Records from a dataset:
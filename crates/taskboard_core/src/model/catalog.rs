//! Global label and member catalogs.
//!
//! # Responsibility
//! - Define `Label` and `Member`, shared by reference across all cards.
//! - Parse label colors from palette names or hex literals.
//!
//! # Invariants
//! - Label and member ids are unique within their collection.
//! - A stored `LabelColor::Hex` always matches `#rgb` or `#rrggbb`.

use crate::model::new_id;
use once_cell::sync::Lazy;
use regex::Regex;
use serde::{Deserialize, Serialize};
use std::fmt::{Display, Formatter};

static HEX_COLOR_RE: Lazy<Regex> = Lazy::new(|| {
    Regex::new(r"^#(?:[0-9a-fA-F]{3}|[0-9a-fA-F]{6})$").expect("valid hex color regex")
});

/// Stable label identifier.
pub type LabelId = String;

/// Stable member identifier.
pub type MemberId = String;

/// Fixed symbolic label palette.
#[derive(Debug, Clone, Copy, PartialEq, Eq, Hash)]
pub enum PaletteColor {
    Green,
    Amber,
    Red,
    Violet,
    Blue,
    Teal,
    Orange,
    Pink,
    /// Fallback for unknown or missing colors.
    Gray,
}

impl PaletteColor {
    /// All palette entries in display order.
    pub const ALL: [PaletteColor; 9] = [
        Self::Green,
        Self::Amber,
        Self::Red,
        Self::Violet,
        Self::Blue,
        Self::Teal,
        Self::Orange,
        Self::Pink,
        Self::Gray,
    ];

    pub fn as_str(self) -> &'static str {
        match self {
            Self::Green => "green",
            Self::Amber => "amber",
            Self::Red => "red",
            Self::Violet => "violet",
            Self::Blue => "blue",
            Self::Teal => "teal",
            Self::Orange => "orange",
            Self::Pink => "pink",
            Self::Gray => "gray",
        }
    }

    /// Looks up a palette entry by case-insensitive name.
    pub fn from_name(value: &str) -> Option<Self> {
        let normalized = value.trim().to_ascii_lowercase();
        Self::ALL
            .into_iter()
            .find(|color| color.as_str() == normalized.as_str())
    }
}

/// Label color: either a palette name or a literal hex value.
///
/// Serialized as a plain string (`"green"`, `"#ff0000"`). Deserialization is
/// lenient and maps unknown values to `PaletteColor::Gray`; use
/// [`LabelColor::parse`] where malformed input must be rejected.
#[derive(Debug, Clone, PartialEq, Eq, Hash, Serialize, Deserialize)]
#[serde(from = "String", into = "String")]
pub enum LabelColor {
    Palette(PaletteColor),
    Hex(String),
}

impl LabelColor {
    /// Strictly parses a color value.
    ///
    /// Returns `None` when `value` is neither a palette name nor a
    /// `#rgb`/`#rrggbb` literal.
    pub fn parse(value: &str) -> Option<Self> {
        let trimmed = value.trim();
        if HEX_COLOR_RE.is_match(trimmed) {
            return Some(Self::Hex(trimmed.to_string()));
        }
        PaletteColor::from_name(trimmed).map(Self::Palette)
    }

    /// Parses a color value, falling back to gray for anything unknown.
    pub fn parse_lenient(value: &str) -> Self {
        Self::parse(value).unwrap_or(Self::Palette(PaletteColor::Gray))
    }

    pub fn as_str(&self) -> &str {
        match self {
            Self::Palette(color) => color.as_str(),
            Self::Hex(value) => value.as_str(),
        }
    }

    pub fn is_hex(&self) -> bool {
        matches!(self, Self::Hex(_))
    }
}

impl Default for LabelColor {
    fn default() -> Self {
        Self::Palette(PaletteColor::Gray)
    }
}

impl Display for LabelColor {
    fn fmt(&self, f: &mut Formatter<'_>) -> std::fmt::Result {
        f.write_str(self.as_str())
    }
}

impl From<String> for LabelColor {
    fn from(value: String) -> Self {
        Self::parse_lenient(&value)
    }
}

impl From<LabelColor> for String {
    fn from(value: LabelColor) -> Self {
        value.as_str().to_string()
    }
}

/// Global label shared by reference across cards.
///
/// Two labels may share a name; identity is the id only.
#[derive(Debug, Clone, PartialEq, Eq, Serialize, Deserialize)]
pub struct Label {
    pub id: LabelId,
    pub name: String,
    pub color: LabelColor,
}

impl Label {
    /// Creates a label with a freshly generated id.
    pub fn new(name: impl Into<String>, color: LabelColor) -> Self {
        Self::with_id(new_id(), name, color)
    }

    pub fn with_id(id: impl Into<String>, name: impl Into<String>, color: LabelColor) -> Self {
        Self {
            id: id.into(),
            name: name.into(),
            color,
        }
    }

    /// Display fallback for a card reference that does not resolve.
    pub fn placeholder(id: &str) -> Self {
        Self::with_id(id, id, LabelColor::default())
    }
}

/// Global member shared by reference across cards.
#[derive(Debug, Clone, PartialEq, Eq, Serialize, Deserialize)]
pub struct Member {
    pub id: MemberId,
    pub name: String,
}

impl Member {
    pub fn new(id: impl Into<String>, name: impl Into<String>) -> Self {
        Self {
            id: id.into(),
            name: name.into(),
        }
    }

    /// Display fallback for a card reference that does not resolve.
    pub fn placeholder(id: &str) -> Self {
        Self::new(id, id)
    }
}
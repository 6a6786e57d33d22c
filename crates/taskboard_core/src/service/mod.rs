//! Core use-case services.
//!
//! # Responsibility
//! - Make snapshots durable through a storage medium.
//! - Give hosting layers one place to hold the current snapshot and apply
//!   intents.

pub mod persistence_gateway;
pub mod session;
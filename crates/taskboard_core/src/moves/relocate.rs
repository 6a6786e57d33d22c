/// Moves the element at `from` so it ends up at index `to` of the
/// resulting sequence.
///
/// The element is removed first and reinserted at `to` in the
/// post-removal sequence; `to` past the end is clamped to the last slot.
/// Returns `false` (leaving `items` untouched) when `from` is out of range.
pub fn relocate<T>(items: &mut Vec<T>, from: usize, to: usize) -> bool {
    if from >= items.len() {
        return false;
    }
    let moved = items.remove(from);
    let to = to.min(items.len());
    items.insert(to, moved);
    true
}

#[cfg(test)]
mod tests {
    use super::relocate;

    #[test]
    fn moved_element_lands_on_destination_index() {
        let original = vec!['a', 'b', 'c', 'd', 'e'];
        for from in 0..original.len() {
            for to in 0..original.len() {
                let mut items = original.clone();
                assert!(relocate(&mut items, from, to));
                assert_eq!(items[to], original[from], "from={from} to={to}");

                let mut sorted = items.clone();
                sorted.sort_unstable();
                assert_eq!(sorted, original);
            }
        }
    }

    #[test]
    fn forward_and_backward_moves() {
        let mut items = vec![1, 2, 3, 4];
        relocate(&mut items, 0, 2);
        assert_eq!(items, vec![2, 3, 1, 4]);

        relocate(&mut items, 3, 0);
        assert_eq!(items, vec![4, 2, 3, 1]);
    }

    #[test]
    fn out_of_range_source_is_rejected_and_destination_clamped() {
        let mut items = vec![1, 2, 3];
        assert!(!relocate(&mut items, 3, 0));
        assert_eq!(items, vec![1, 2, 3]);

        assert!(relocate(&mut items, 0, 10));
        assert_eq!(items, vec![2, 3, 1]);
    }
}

Exercise directions – Working through the records above, copy each line in which "normalized" is found.

Answer box –
        let normalized = value.trim().to_ascii_lowercase();
            .find(|color| color.as_str() == normalized.as_str())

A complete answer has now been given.